The code will never be free from preprocessor-controlled branches to support differences in even the newest compilers.
Yes, but reducing the amount of these branches always helps. Also, there is difference between one-liner hacks or different attribute syntax and the lack of PTS. The former can often be wrapped in a macro and the latter requires reimplementing (duplicating) solid parts of the library.
There is also the possibility to keep the old files of the libraries for which the authors themselves wish to drop support in a separate sub-folder and include the old files instead of the new ones from a masterfile. Loki used to do and it worked great. Yes, I know they don't do it anymore, but what is relevant is that it solved the clutter problem at the time -- a time when reading the Loki book required an imaginary compiler for me.

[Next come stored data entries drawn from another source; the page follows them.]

//! Error types for scene loading and validation

use ariadne::{Color, Label, Report, ReportKind, Source};
use thiserror::Error;

/// Byte range in source text
pub type Span = std::ops::Range<usize>;

#[derive(Error, Debug)]
pub enum SceneError {
    #[error("Failed to read scene file: {0}")]
    Io(#[from] std::io::Error),

    #[error("Scene syntax error: {message}")]
    Syntax { span: Option<Span>, message: String },

    #[error("duplicate box id '{id}'")]
    DuplicateBox { id: String },

    #[error("undefined box '{name}'{}", format_suggestions(.suggestions))]
    UndefinedBox {
        name: String,
        suggestions: Vec<String>,
    },
}

fn format_suggestions(suggestions: &[String]) -> String {
    if suggestions.is_empty() {
        String::new()
    } else {
        format!(", did you mean '{}'?", suggestions.join("', '"))
    }
}

impl From<toml::de::Error> for SceneError {
    fn from(err: toml::de::Error) -> Self {
        SceneError::Syntax {
            span: err.span(),
            message: err.message().to_string(),
        }
    }
}

impl SceneError {
    /// Byte range of the offending text in `source`, when it can be located
    pub fn span(&self, source: &str) -> Option<Span> {
        match self {
            SceneError::Io(_) => None,
            SceneError::Syntax { span, .. } => span.clone(),
            // The second definition is the duplicate
            SceneError::DuplicateBox { id } => find_quoted(source, id, true),
            SceneError::UndefinedBox { name, .. } => find_quoted(source, name, false),
        }
    }

    /// Format the error with source context using ariadne
    pub fn format(&self, source: &str, filename: &str) -> String {
        let Some(span) = self.span(source) else {
            return self.to_string();
        };

        let label_message = match self {
            SceneError::Syntax { message, .. } => message.clone(),
            SceneError::DuplicateBox { .. } => "defined again here".to_string(),
            SceneError::UndefinedBox { suggestions, .. } if !suggestions.is_empty() => {
                format!("not defined; did you mean '{}'?", suggestions.join("', '"))
            }
            SceneError::UndefinedBox { .. } => "not defined".to_string(),
            SceneError::Io(_) => self.to_string(),
        };

        let mut buf = Vec::new();
        let written = Report::build(ReportKind::Error, filename, span.start)
            .with_message(self.to_string())
            .with_label(
                Label::new((filename, span))
                    .with_message(label_message)
                    .with_color(Color::Red),
            )
            .finish()
            .write((filename, Source::from(source)), &mut buf);

        match (written, String::from_utf8(buf)) {
            (Ok(()), Ok(report)) => report,
            _ => self.to_string(),
        }
    }
}

/// Locate a quoted string literal, the first or last occurrence
fn find_quoted(source: &str, text: &str, last: bool) -> Option<Span> {
    let needle = format!("\"{}\"", text);
    let start = if last {
        source.rfind(&needle)?
    } else {
        source.find(&needle)?
    };
    Some(start..start + needle.len())
}

#[cfg(test)]
mod tests {
    use super::*;

    #[test]
    fn test_undefined_box_message_lists_suggestions() {
        let err = SceneError::UndefinedBox {
            name: "serer".to_string(),
            suggestions: vec!["server".to_string()],
        };
        assert_eq!(err.to_string(), "undefined box 'serer', did you mean 'server'?");
    }

    #[test]
    fn test_span_of_duplicate_is_second_definition() {
        let source = "id = \"a\"\nid = \"a\"\n";
        let err = SceneError::DuplicateBox { id: "a".to_string() };
        assert_eq!(err.span(source), Some(14..17));
    }

    #[test]
    fn test_format_includes_filename_and_label() {
        let source = "[[line]]\nfrom = \"serer\"\n";
        let err = SceneError::UndefinedBox {
            name: "serer".to_string(),
            suggestions: vec!["server".to_string()],
        };
        let report = err.format(source, "scene.toml");
        assert!(report.contains("scene.toml"));
        assert!(report.contains("did you mean 'server'?"));
    }

    #[test]
    fn test_format_without_span_falls_back_to_message() {
        let err = SceneError::DuplicateBox { id: "missing".to_string() };
        assert_eq!(err.format("", "scene.toml"), "duplicate box id 'missing'");
    }
}
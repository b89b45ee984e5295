//! Path reconstruction from a propagated distance field

use std::cmp::Reverse;

use super::geometry::{Axis, Edge, Segment};
use super::grid::{Direction, Grid, GridPoint};

/// Walk back from `(ix, iy)` to the wave origin and return the path in
/// start-to-end order
///
/// At every step the candidate that keeps the current axis wins, then the one
/// with the larger row index, then the one with the smaller column index.
/// Returns `None` if the end cell is blocked or was never reached.
pub fn trace_back(grid: &Grid, ix: usize, iy: usize, end_edge: Edge) -> Option<Vec<Segment>> {
    let mut current = *grid.get(ix, iy)?;
    if !current.permitted || !current.is_reached() {
        return None;
    }

    let mut axis = end_edge.axis();
    let mut segments = Vec::with_capacity(current.distance as usize);

    while current.distance > 0 {
        let (direction, previous) = best_candidate(grid, &current, axis)?;
        segments.push(Segment::between(previous.point(), current.point()));
        axis = direction.axis();
        current = previous;
    }

    segments.reverse();
    Some(segments)
}

fn best_candidate(grid: &Grid, current: &GridPoint, axis: Axis) -> Option<(Direction, GridPoint)> {
    Direction::ALL
        .into_iter()
        .filter_map(|direction| {
            grid.neighbor(current.ix, current.iy, direction)
                .filter(|p| p.permitted && p.distance == current.distance - 1)
                .map(|p| (direction, *p))
        })
        .min_by_key(|(direction, p)| (direction.axis() != axis, Reverse(p.iy), p.ix))
}
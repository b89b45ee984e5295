//! Breadth-first distance propagation (Lee's wave algorithm)

use std::collections::VecDeque;

use super::grid::{Direction, Grid};

/// Fill in hop distances from `(ix, iy)` to every reachable permitted cell
///
/// A neighbor's distance is fixed when it is discovered, and it is only queued
/// when that improves on what it already holds, so each cell settles once.
pub fn propagate(grid: &mut Grid, ix: usize, iy: usize) {
    let Some(origin) = grid.get_mut(ix, iy) else {
        return;
    };
    origin.distance = 0;

    let mut queue = VecDeque::from([(ix, iy)]);
    while let Some((cx, cy)) = queue.pop_front() {
        let Some(current) = grid.get(cx, cy) else {
            continue;
        };
        let next_distance = current.distance + 1;

        for direction in Direction::ALL {
            let Some(neighbor) = grid.neighbor(cx, cy, direction) else {
                continue;
            };
            if !neighbor.permitted || neighbor.distance <= next_distance {
                continue;
            }
            let (nx, ny) = (neighbor.ix, neighbor.iy);
            if let Some(cell) = grid.get_mut(nx, ny) {
                cell.distance = next_distance;
                queue.push_back((nx, ny));
            }
        }
    }
}

#[cfg(test)]
mod tests {
    use super::*;
    use crate::routing::geometry::{Edge, Point, Rect};
    use crate::routing::grid::{GridSpec, UNREACHED};

    fn spec(obstacles: &[Rect]) -> GridSpec<'_> {
        GridSpec {
            start_box: Rect::new(-5.0, 62.0, -2.0, 22.0),
            end_box: Rect::new(188.0, 255.0, 98.0, 122.0),
            start_point: Point::new(62.0, 10.0),
            end_point: Point::new(188.0, 110.0),
            start_edge: Edge::Right,
            end_edge: Edge::Left,
            obstacles,
        }
    }

    #[test]
    fn test_open_grid_distances_are_manhattan_hops() {
        let mut grid = Grid::build(&spec(&[]));
        propagate(&mut grid, 2, 1);

        assert_eq!(grid.get(2, 1).map(|p| p.distance), Some(0));
        assert_eq!(grid.get(3, 4).map(|p| p.distance), Some(4));
        assert_eq!(grid.get(0, 0).map(|p| p.distance), Some(3));
    }

    #[test]
    fn test_blocked_cells_stay_unreached() {
        let mut grid = Grid::build(&spec(&[]));
        propagate(&mut grid, 2, 1);

        assert_eq!(grid.get(1, 1).map(|p| p.distance), Some(UNREACHED));
        assert_eq!(grid.get(4, 4).map(|p| p.distance), Some(UNREACHED));
    }

    #[test]
    fn test_detour_around_blocked_cell_is_longer() {
        let mut grid = Grid::build(&spec(&[]));
        propagate(&mut grid, 2, 1);

        // (0, 1) sits behind the blocked start-box center
        assert_eq!(grid.get(0, 1).map(|p| p.distance), Some(4));
    }

    #[test]
    fn test_enclosed_end_is_unreached() {
        // The inner box's edges lie inside the outer box, so every neighbor of the end is blocked
        let walls = [
            Rect::new(100.0, 350.0, 0.0, 250.0),
            Rect::new(140.0, 300.0, 60.0, 160.0),
        ];
        let mut grid = Grid::build(&spec(&walls));
        propagate(&mut grid, 2, 1);

        let (ix, iy) = grid.index_of(Point::new(188.0, 110.0)).expect("end on grid");
        assert!(!grid.get(ix, iy).expect("cell").is_reached());
    }

    #[test]
    fn test_out_of_range_origin_is_ignored() {
        let mut grid = Grid::build(&spec(&[]));
        propagate(&mut grid, 99, 99);
        assert!(grid.points().all(|p| !p.is_reached()));
    }
}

You essentially ask to distribute the old version of the library alongside with the latest. As the library and the rest of Boost moves on, the old version needs to be adapted or diverges more and more, to the point when it can't reuse the code from the latest version. The old version would likely not get new features because they may involve parts of the language not supported by old compilers which are not tested. You can as well just use an older Boost release.
But messing with Boost.Config and introducing an #error directive upon detection of _MSC_VER <= 1300 is gratuitous and evil.

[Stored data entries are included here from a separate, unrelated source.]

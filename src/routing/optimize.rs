//! Path finishing: arrow stubs and segment merging

use super::geometry::{Point, Segment};

/// Connect the exact attachment points to the grid path
///
/// `start_grid` and `end_grid` are where the grid path begins and ends; when the
/// grid path is empty they are the same node.
pub fn attach_stubs(
    start: Point,
    start_grid: Point,
    path: Vec<Segment>,
    end_grid: Point,
    end: Point,
) -> Vec<Segment> {
    let mut segments = Vec::with_capacity(path.len() + 2);
    segments.push(Segment::between(start, start_grid));
    segments.extend(path);
    segments.push(Segment::between(end_grid, end));
    segments
}

/// Drop empty and repeated segments and join collinear neighbours
///
/// Running this on its own output returns the same list.
pub fn optimize(path: &[Segment]) -> Vec<Segment> {
    let mut optimized: Vec<Segment> = Vec::with_capacity(path.len());

    for segment in path {
        if segment.is_degenerate() {
            continue;
        }
        let Some(last) = optimized.last_mut() else {
            optimized.push(*segment);
            continue;
        };

        if last.approx_eq(segment) {
            continue;
        }

        let joined = last.end().approx_eq(&segment.start());
        if joined && last.is_horizontal() && segment.is_horizontal() {
            last.x2 = segment.x2;
        } else if joined && last.is_vertical() && segment.is_vertical() {
            last.y2 = segment.y2;
        } else {
            optimized.push(*segment);
            continue;
        }

        if last.is_degenerate() {
            optimized.pop();
        }
    }

    optimized
}
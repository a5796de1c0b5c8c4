use crate::error::EditError;
use crate::model::{BranchHop, Integration, Step, StepPath};

pub mod identity;
pub mod mutator;
pub mod nested;

pub use identity::assign_identifiers;
pub use nested::{NestedStep, NestedStepIndex, extract_nested_steps};

/// An integration together with the index derived from it.
///
/// Only ever produced by [`IntegrationState::new`] or the mutator, so branch counts
/// are validated, identifiers are always assigned and the index always matches the tree.
#[derive(Debug, Clone, PartialEq, Default)]
pub struct IntegrationState {
    integration: Integration,
    nested_steps: NestedStepIndex,
}

impl IntegrationState {
    /// Validates branch counts across the whole tree, then commits it.
    pub fn new(integration: Integration) -> Result<Self, EditError> {
        integration.steps.iter().try_for_each(Step::validate)?;
        Ok(Self::commit(integration))
    }

    /// Assigns identifiers across the whole tree and rebuilds the nested-step index.
    /// Callers must hand in a tree that already passed validation.
    pub(crate) fn commit(integration: Integration) -> Self {
        let Integration {
            dsl,
            metadata,
            steps,
            parameters,
        } = integration;
        let steps = assign_identifiers(steps);
        let nested_steps = NestedStepIndex::build(&steps);
        Self {
            integration: Integration {
                dsl,
                metadata,
                steps,
                parameters,
            },
            nested_steps,
        }
    }

    pub fn integration(&self) -> &Integration {
        &self.integration
    }

    pub fn steps(&self) -> &[Step] {
        &self.integration.steps
    }

    pub fn nested_steps(&self) -> &NestedStepIndex {
        &self.nested_steps
    }

    /// Finds where a step lives: the nested index first, then the top-level sequence.
    pub fn locate(&self, identifier: &str) -> Option<StepPath> {
        if let Some(entry) = self.nested_steps.get(identifier) {
            return Some(entry.path_to_step.clone());
        }
        self.steps()
            .iter()
            .position(|step| step.identifier == identifier)
            .map(StepPath::top_level)
    }

    pub fn find_step(&self, identifier: &str) -> Option<&Step> {
        self.locate(identifier)
            .and_then(|path| step_at(self.steps(), &path))
    }
}

/// Follows `path` down the tree.
pub fn step_at<'a>(steps: &'a [Step], path: &StepPath) -> Option<&'a Step> {
    let mut step = steps.get(path.index())?;
    for hop in path.hops() {
        step = step.branches.get(hop.branch)?.steps.get(hop.step)?;
    }
    Some(step)
}

/// Returns a new sequence where only the step at `path` is replaced.
///
/// Every ancestor along the path is rebuilt; siblings are carried over untouched.
pub(crate) fn replace_at_path(
    steps: &[Step],
    path: &StepPath,
    replacement: Step,
) -> Result<Vec<Step>, EditError> {
    let root = steps
        .get(path.index())
        .ok_or_else(|| EditError::InvalidPath(path.to_string()))?;
    let rebuilt = rebuild_along(root, path.hops(), replacement)
        .ok_or_else(|| EditError::InvalidPath(path.to_string()))?;

    let mut new_steps = steps.to_vec();
    new_steps[path.index()] = rebuilt;
    Ok(new_steps)
}

fn rebuild_along(step: &Step, hops: &[BranchHop], replacement: Step) -> Option<Step> {
    let Some((hop, rest)) = hops.split_first() else {
        return Some(replacement);
    };
    let child = step.branches.get(hop.branch)?.steps.get(hop.step)?;
    let rebuilt_child = rebuild_along(child, rest, replacement)?;

    let mut rebuilt = step.clone();
    rebuilt.branches[hop.branch].steps[hop.step] = rebuilt_child;
    Some(rebuilt)
}

#[cfg(test)]
mod tests {
    use super::*;
    use crate::model::{Branch, BranchConstraints};

    fn nested_tree() -> Vec<Step> {
        let inner = Step::transform("inner")
            .with_branches(
                BranchConstraints::default(),
                vec![Branch::new(vec![Step::sink("deep")])],
            )
            .unwrap();
        let outer = Step::transform("outer")
            .with_branches(
                BranchConstraints::default(),
                vec![Branch::new(vec![Step::transform("a")]), Branch::new(vec![inner])],
            )
            .unwrap();
        vec![Step::source("start"), outer]
    }

    #[test]
    fn replace_at_path_only_touches_addressed_step() {
        let steps = nested_tree();
        let path = StepPath::top_level(1).child(1, 0).child(0, 0);

        let replaced = replace_at_path(&steps, &path, Step::sink("replacement")).unwrap();

        assert_eq!(step_at(&replaced, &path).unwrap().name(), "replacement");
        assert_eq!(replaced[0], steps[0]);
        assert_eq!(replaced[1].branches[0], steps[1].branches[0]);
        assert_eq!(step_at(&steps, &path).unwrap().name(), "deep");
    }

    #[test]
    fn replace_at_path_rejects_dangling_paths() {
        let steps = nested_tree();
        let path = StepPath::top_level(1).child(4, 0);
        assert_eq!(
            replace_at_path(&steps, &path, Step::sink("x")),
            Err(EditError::InvalidPath("steps.1.branches.4.steps.0".to_string()))
        );
    }
}
//! Whole-tree edit operations.
//!
//! Every operation takes the current [`IntegrationState`] by reference and returns a
//! brand new one. The previous state is never touched, so anyone still holding it
//! keeps a consistent view. Each result is committed wholesale,
//! which reassigns identifiers and rebuilds the nested-step index.

use super::{IntegrationState, replace_at_path, step_at};
use crate::error::EditError;
use crate::model::{Branch, Integration, IntegrationPatch, Step, StepPath};

/// Adds `step` after the last top-level step.
pub fn append(state: &IntegrationState, step: Step) -> Result<IntegrationState, EditError> {
    step.validate()?;
    let mut steps = state.steps().to_vec();
    steps.push(step);
    Ok(commit_steps(state, steps))
}

/// Inserts `step` at top-level position `index`, shifting later steps right.
///
/// An index past the end appends.
pub fn insert_at(
    state: &IntegrationState,
    step: Step,
    index: usize,
) -> Result<IntegrationState, EditError> {
    step.validate()?;
    let mut steps = state.steps().to_vec();
    let index = index.min(steps.len());
    steps.insert(index, step);
    Ok(commit_steps(state, steps))
}

/// Removes the top-level step at `index`.
pub fn delete_at(state: &IntegrationState, index: usize) -> Result<IntegrationState, EditError> {
    let mut steps = state.steps().to_vec();
    check_index(index, steps.len())?;
    steps.remove(index);
    Ok(commit_steps(state, steps))
}

/// Resets to the empty integration.
pub fn delete_all(_state: &IntegrationState) -> IntegrationState {
    IntegrationState::commit(Integration::default())
}

/// Overwrites the top-level step at `index`, or puts `step` in front when no index is given.
pub fn replace_at(
    state: &IntegrationState,
    step: Step,
    index: Option<usize>,
) -> Result<IntegrationState, EditError> {
    step.validate()?;
    let mut steps = state.steps().to_vec();
    match index {
        Some(index) => {
            check_index(index, steps.len())?;
            steps[index] = step;
        }
        None => steps.insert(0, step),
    }
    Ok(commit_steps(state, steps))
}

/// Overwrites the step at `path`, however deep. Ancestors along the path are rebuilt.
pub fn replace_in_branch(
    state: &IntegrationState,
    step: Step,
    path: &StepPath,
) -> Result<IntegrationState, EditError> {
    step.validate()?;
    let steps = replace_at_path(state.steps(), path, step)?;
    Ok(commit_steps(state, steps))
}

/// Overwrites the top-level parent at `parent_index` with a copy that no longer holds
/// the removed child.
///
/// The replacement may not drop whole branches below the parent's minimum.
pub fn delete_in_branch(
    state: &IntegrationState,
    replacement_parent: Step,
    parent_index: usize,
) -> Result<IntegrationState, EditError> {
    let current = state
        .steps()
        .get(parent_index)
        .ok_or(EditError::InvalidIndex {
            index: parent_index,
            len: state.steps().len(),
        })?;
    check_branch_removal(current, &replacement_parent)?;
    replacement_parent.validate()?;

    let mut steps = state.steps().to_vec();
    steps[parent_index] = replacement_parent;
    Ok(commit_steps(state, steps))
}

/// Merges imported fields into the integration. Foreign identifiers are discarded.
pub fn bulk_replace(
    state: &IntegrationState,
    patch: IntegrationPatch,
) -> Result<IntegrationState, EditError> {
    if let Some(steps) = &patch.steps {
        steps.iter().try_for_each(Step::validate)?;
    }
    Ok(IntegrationState::commit(patch.merge_into(state.integration())))
}

/// Appends an empty branch to the step identified by `identifier`.
pub fn add_branch(
    state: &IntegrationState,
    identifier: &str,
) -> Result<IntegrationState, EditError> {
    let (path, step) = resolve(state, identifier)?;
    let count = step.branches.len();
    if step.branch_constraints.is_at_max(count) {
        return Err(step.branch_constraints.violation(identifier, count + 1));
    }

    let mut updated = step.clone();
    updated.branches.push(Branch::empty());
    let steps = replace_at_path(state.steps(), &path, updated)?;
    Ok(commit_steps(state, steps))
}

/// Removes a step that lives inside a branch, at any depth.
///
/// Looks the step up in the nested-step index, rebuilds its parent without it and
/// writes the parent back: through [`delete_in_branch`] for a top-level parent, or
/// through a path replacement for a deeper one.
pub fn remove_nested_step(
    state: &IntegrationState,
    identifier: &str,
) -> Result<IntegrationState, EditError> {
    let entry = state
        .nested_steps()
        .get(identifier)
        .ok_or_else(|| EditError::UnresolvableIdentifier(identifier.to_string()))?;
    let path = &entry.path_to_step;
    let (Some(parent_path), Some(hop)) = (path.parent(), path.last_hop()) else {
        return Err(EditError::InvalidPath(path.to_string()));
    };
    let parent = step_at(state.steps(), &parent_path)
        .ok_or_else(|| EditError::InvalidPath(parent_path.to_string()))?;

    let mut filtered = parent.clone();
    filtered.branches[hop.branch].steps.remove(hop.step);

    if parent_path.is_nested() {
        replace_in_branch(state, filtered, &parent_path)
    } else {
        delete_in_branch(state, filtered, parent_path.index())
    }
}

fn resolve<'a>(
    state: &'a IntegrationState,
    identifier: &str,
) -> Result<(StepPath, &'a Step), EditError> {
    let path = state
        .locate(identifier)
        .ok_or_else(|| EditError::UnresolvableIdentifier(identifier.to_string()))?;
    let step = step_at(state.steps(), &path)
        .ok_or_else(|| EditError::InvalidPath(path.to_string()))?;
    Ok((path, step))
}

fn check_index(index: usize, len: usize) -> Result<(), EditError> {
    if index < len {
        Ok(())
    } else {
        Err(EditError::InvalidIndex { index, len })
    }
}

fn check_branch_removal(current: &Step, replacement: &Step) -> Result<(), EditError> {
    let before = current.branches.len();
    let after = replacement.branches.len();
    let min = replacement.branch_constraints.min_branches;
    if after < before && after < min {
        return Err(replacement
            .branch_constraints
            .violation(current.identifier(), after));
    }
    Ok(())
}

fn commit_steps(state: &IntegrationState, steps: Vec<Step>) -> IntegrationState {
    IntegrationState::commit(state.integration().with_steps(steps))
}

The error gives a good indication that the compiler is not capable enough and not supported and there's no point in reporting bugs related to it. OTOH, it looks like an overkill to issue the error in Boost.Config. Some libraries may miraculously work even on old compilers. It's better to issue the error on per-library basis, especially taking into account the modularization effort.

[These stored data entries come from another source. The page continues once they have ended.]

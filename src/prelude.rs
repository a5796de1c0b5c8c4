//! Prelude module for convenient imports
//!
//! This module re-exports the most commonly used types and functions from the kumitate
//! crate.
//!
//! # Example
//!
//! ```rust,no_run
//! use kumitate::prelude::*;
//!
//! # fn run_example() -> Result<()> {
//! let payload = std::fs::read_to_string("path/to/integration.json")?;
//!
//! let mut editor = Editor::default();
//! editor.import(payload.as_str())?;
//!
//! for entry in editor.nested_steps().iter() {
//!     println!("{} -> {}", entry.step_identifier, entry.path_to_step);
//! }
//! # Ok(())
//! # }
//! ```

// Editing session
pub use crate::editor::{Editor, EditorBuilder};
pub use crate::history::EditHistory;
pub use crate::selection::{SelectedStep, resolve_selection};
pub use crate::store::Store;
pub use crate::views::{ViewDefinition, ViewProvider};

// Step tree
pub use crate::model::{
    Branch, BranchConstraints, Integration, IntegrationPatch, IntoIntegration, Metadata,
    Parameter, Step, StepKind, StepPath,
};
pub use crate::tree::{
    IntegrationState, NestedStep, NestedStepIndex, assign_identifiers, extract_nested_steps,
    mutator,
};

// Graph projection and layout
pub use crate::graph::{
    EdgeKind, LayeredLayout, LayoutCoordinator, LayoutEngine, LayoutMode, LayoutOutcome,
    NodeKind, VisualizationEdge, VisualizationGraph, VisualizationNode, build_graph,
};

// Error types
pub use crate::error::{EditError, ImportError, LayoutError, ViewError};

// Result type alias for convenience
pub type Result<T> = std::result::Result<T, Box<dyn std::error::Error>>;
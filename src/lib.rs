//! # Kumitate - Branch-Aware Integration Editing Engine
//!
//! **Kumitate** is the editing core behind visual integration designers. An integration
//! is an ordered sequence of processing steps, and any step may own branches: nested
//! sequences of steps, to arbitrary depth. Kumitate keeps three things consistent after
//! every edit:
//!
//! 1.  **The step tree**: the canonical [`model::Integration`].
//! 2.  **The nested-step index**: a flat map from every step inside a branch to the step
//!     owning that branch and the path leading to it ([`tree::NestedStepIndex`]).
//! 3.  **The graph projection**: nodes and edges ready for a layout engine and a canvas
//!     ([`graph::build_graph`]).
//!
//! ## Core Workflow
//!
//! Edits are pure functions in [`tree::mutator`] taking the current
//! [`tree::IntegrationState`] and returning a new one. Identifiers are recomputed from
//! names and positions on every edit, and the index is rebuilt from scratch. The
//! [`editor::Editor`] wraps those functions with a subscribable store, undo/redo,
//! selection, view metadata and layout scheduling.
//!
//! ## Quick Start
//!
//! ```rust,no_run
//! use kumitate::prelude::*;
//!
//! fn main() -> std::result::Result<(), Box<dyn std::error::Error>> {
//!     let mut editor = Editor::builder().build()?;
//!
//!     editor.append(Step::source("timer"))?;
//!     editor.append(Step::sink("log"))?;
//!
//!     let choice = Step::transform("choice").with_branches(
//!         BranchConstraints::new(1, None),
//!         vec![Branch::new(vec![Step::transform("filter")]), Branch::empty()],
//!     )?;
//!     editor.insert_at(choice, 1)?;
//!
//!     // The nested "filter" step is addressable through the index.
//!     let state = editor.state();
//!     let entry = state.nested_steps().get("choice-1_b0_filter-0").unwrap();
//!     println!("{} lives at {}", entry.step_identifier, entry.path_to_step);
//!
//!     let graph = editor.graph();
//!     println!("{} nodes, {} edges", graph.nodes.len(), graph.edges.len());
//!
//!     editor.undo();
//!     assert_eq!(editor.steps().len(), 2);
//!     Ok(())
//! }
//! ```

pub mod editor;
pub mod error;
pub mod graph;
pub mod history;
pub mod model;
pub mod prelude;
pub mod selection;
pub mod store;
pub mod tree;
pub mod views;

And since old compilers (the ones that were proposed for dropping) are not tested, you cannot call them supported anyway.
I have been testing (on my lonely computer, I recognize) ever since Boost switched from CVS to SVN, as much as possible against the HEAD revision, on the few compilers I could get my hands on.
That is good, but as long as the test results are not available for developers they don't see when something breaks, so it doesn't change the state of things. The best start to get a compiler supported is to join the test farm and publish test results on a regular basis. That said, I doubt that there would be many volunteers to support the ancient compilers even if they were tested.
If it is any help, I would gladly like to contribute my modest and ugly patches and work-arounds.
This would help, I appreciate the offer.
As I said, the Standard was released 15 years ago. The compilers that are not able to implement it by this time are the failure.
I see your point. But I do not think that *age* by iteself is not that important. For example, Borland 2002 (5.6 aka C++Builder 6) and 2006 (5.8 aka Developer Studio 2006 aka Turbo C++ 2006) have more issues in the front end than the free 2000 version (5.5).
That's the point, it didn't improve over the years. While e.g. MSVC 7.1 (aka VS 2003) already provided most of what Boost needs today. Granted, it had bugs of its own but in terms of the Standard support this was a major improvement.
As for Microsoft Visual C++, the SSE2 optimizer is better in the 2003 than in the 2005 version in quite a few cases.
Maybe isolated cases, but my point is not to judge and despise a compiler just for its age...
I'm not despising it. For its time it may have been a pretty decent compiler among the alternatives. But not today.